— WORK ORDER —
All of the data below is to be output without alteration.

*** Opening DATA UNDER STUDY ***

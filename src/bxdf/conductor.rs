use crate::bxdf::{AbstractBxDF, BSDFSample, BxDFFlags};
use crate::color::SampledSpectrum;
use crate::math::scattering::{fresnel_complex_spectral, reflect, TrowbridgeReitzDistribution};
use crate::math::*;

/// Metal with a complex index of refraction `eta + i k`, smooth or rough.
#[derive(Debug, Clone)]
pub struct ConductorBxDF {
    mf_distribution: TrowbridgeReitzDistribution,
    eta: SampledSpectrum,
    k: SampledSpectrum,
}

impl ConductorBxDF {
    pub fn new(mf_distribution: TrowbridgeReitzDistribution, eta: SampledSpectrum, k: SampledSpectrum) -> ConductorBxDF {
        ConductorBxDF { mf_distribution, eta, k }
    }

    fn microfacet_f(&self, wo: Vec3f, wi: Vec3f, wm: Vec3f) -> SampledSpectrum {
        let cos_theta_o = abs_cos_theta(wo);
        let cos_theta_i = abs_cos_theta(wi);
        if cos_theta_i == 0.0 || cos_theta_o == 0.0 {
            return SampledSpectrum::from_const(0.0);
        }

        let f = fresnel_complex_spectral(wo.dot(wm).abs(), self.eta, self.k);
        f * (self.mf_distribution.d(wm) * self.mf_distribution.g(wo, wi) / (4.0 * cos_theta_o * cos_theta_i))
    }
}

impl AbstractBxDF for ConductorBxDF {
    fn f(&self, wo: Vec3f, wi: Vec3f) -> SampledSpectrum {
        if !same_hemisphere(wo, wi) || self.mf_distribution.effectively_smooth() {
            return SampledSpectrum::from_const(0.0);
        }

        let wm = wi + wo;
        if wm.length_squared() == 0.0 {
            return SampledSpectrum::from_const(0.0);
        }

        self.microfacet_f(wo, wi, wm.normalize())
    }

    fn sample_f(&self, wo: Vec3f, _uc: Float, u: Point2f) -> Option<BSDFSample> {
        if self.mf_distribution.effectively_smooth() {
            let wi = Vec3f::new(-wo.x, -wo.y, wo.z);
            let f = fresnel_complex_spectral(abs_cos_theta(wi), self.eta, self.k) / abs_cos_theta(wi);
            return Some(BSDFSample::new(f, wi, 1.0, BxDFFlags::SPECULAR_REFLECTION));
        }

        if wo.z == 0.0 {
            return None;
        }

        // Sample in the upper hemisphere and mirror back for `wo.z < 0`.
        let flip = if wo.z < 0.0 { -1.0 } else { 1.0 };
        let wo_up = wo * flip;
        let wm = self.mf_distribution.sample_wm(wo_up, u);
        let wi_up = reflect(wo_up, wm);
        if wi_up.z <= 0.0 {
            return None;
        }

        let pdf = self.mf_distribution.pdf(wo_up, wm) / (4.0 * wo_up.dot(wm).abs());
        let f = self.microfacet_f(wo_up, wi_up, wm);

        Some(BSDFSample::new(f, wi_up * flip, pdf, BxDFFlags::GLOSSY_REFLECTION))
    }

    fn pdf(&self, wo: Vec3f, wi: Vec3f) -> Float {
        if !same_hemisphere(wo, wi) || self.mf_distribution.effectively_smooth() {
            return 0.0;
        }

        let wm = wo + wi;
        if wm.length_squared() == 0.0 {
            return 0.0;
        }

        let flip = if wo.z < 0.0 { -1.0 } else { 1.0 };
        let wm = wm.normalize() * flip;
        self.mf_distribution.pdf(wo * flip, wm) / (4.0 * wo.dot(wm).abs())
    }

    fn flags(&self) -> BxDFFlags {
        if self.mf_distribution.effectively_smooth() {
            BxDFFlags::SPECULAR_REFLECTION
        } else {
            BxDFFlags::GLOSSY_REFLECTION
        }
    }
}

*** Closing DATA UNDER STUDY ***

— REPLY TO THE TASK —
filename src/bxdf/conductor.rs
use crate::bxdf::{AbstractBxDF, BSDFSample, BxDFFlags};
use crate::color::SampledSpectrum;
use crate::math::scattering::{fresnel_complex_spectral, reflect, TrowbridgeReitzDistribution};
use crate::math::*;

/// Metal with a complex index of refraction `eta + i k`, smooth or rough.
#[derive(Debug, Clone)]
pub struct ConductorBxDF {
    mf_distribution: TrowbridgeReitzDistribution,
    eta: SampledSpectrum,
    k: SampledSpectrum,
}

impl ConductorBxDF {
    pub fn new(mf_distribution: TrowbridgeReitzDistribution, eta: SampledSpectrum, k: SampledSpectrum) -> ConductorBxDF {
        ConductorBxDF { mf_distribution, eta, k }
    }

    fn microfacet_f(&self, wo: Vec3f, wi: Vec3f, wm: Vec3f) -> SampledSpectrum {
        let cos_theta_o = abs_cos_theta(wo);
        let cos_theta_i = abs_cos_theta(wi);
        if cos_theta_i == 0.0 || cos_theta_o == 0.0 {
            return SampledSpectrum::from_const(0.0);
        }

        let f = fresnel_complex_spectral(wo.dot(wm).abs(), self.eta, self.k);
        f * (self.mf_distribution.d(wm) * self.mf_distribution.g(wo, wi) / (4.0 * cos_theta_o * cos_theta_i))
    }
}

impl AbstractBxDF for ConductorBxDF {
    fn f(&self, wo: Vec3f, wi: Vec3f) -> SampledSpectrum {
        if !same_hemisphere(wo, wi) || self.mf_distribution.effectively_smooth() {
            return SampledSpectrum::from_const(0.0);
        }

        let wm = wi + wo;
        if wm.length_squared() == 0.0 {
            return SampledSpectrum::from_const(0.0);
        }

        self.microfacet_f(wo, wi, wm.normalize())
    }

    fn sample_f(&self, wo: Vec3f, _uc: Float, u: Point2f) -> Option<BSDFSample> {
        if self.mf_distribution.effectively_smooth() {
            let wi = Vec3f::new(-wo.x, -wo.y, wo.z);
            let f = fresnel_complex_spectral(abs_cos_theta(wi), self.eta, self.k) / abs_cos_theta(wi);
            return Some(BSDFSample::new(f, wi, 1.0, BxDFFlags::SPECULAR_REFLECTION));
        }

        if wo.z == 0.0 {
            return None;
        }

        // Sample in the upper hemisphere and mirror back for `wo.z < 0`.
        let flip = if wo.z < 0.0 { -1.0 } else { 1.0 };
        let wo_up = wo * flip;
        let wm = self.mf_distribution.sample_wm(wo_up, u);
        let wi_up = reflect(wo_up, wm);
        if wi_up.z <= 0.0 {
            return None;
        }

        let pdf = self.mf_distribution.pdf(wo_up, wm) / (4.0 * wo_up.dot(wm).abs());
        let f = self.microfacet_f(wo_up, wi_up, wm);

        Some(BSDFSample::new(f, wi_up * flip, pdf, BxDFFlags::GLOSSY_REFLECTION))
    }

    fn pdf(&self, wo: Vec3f, wi: Vec3f) -> Float {
        if !same_hemisphere(wo, wi) || self.mf_distribution.effectively_smooth() {
            return 0.0;
        }

        let wm = wo + wi;
        if wm.length_squared() == 0.0 {
            return 0.0;
        }

        let flip = if wo.z < 0.0 { -1.0 } else { 1.0 };
        let wm = wm.normalize() * flip;
        self.mf_distribution.pdf(wo * flip, wm) / (4.0 * wo.dot(wm).abs())
    }

    fn flags(&self) -> BxDFFlags {
        if self.mf_distribution.effectively_smooth() {
            BxDFFlags::SPECULAR_REFLECTION
        } else {
            BxDFFlags::GLOSSY_REFLECTION
        }
    }
}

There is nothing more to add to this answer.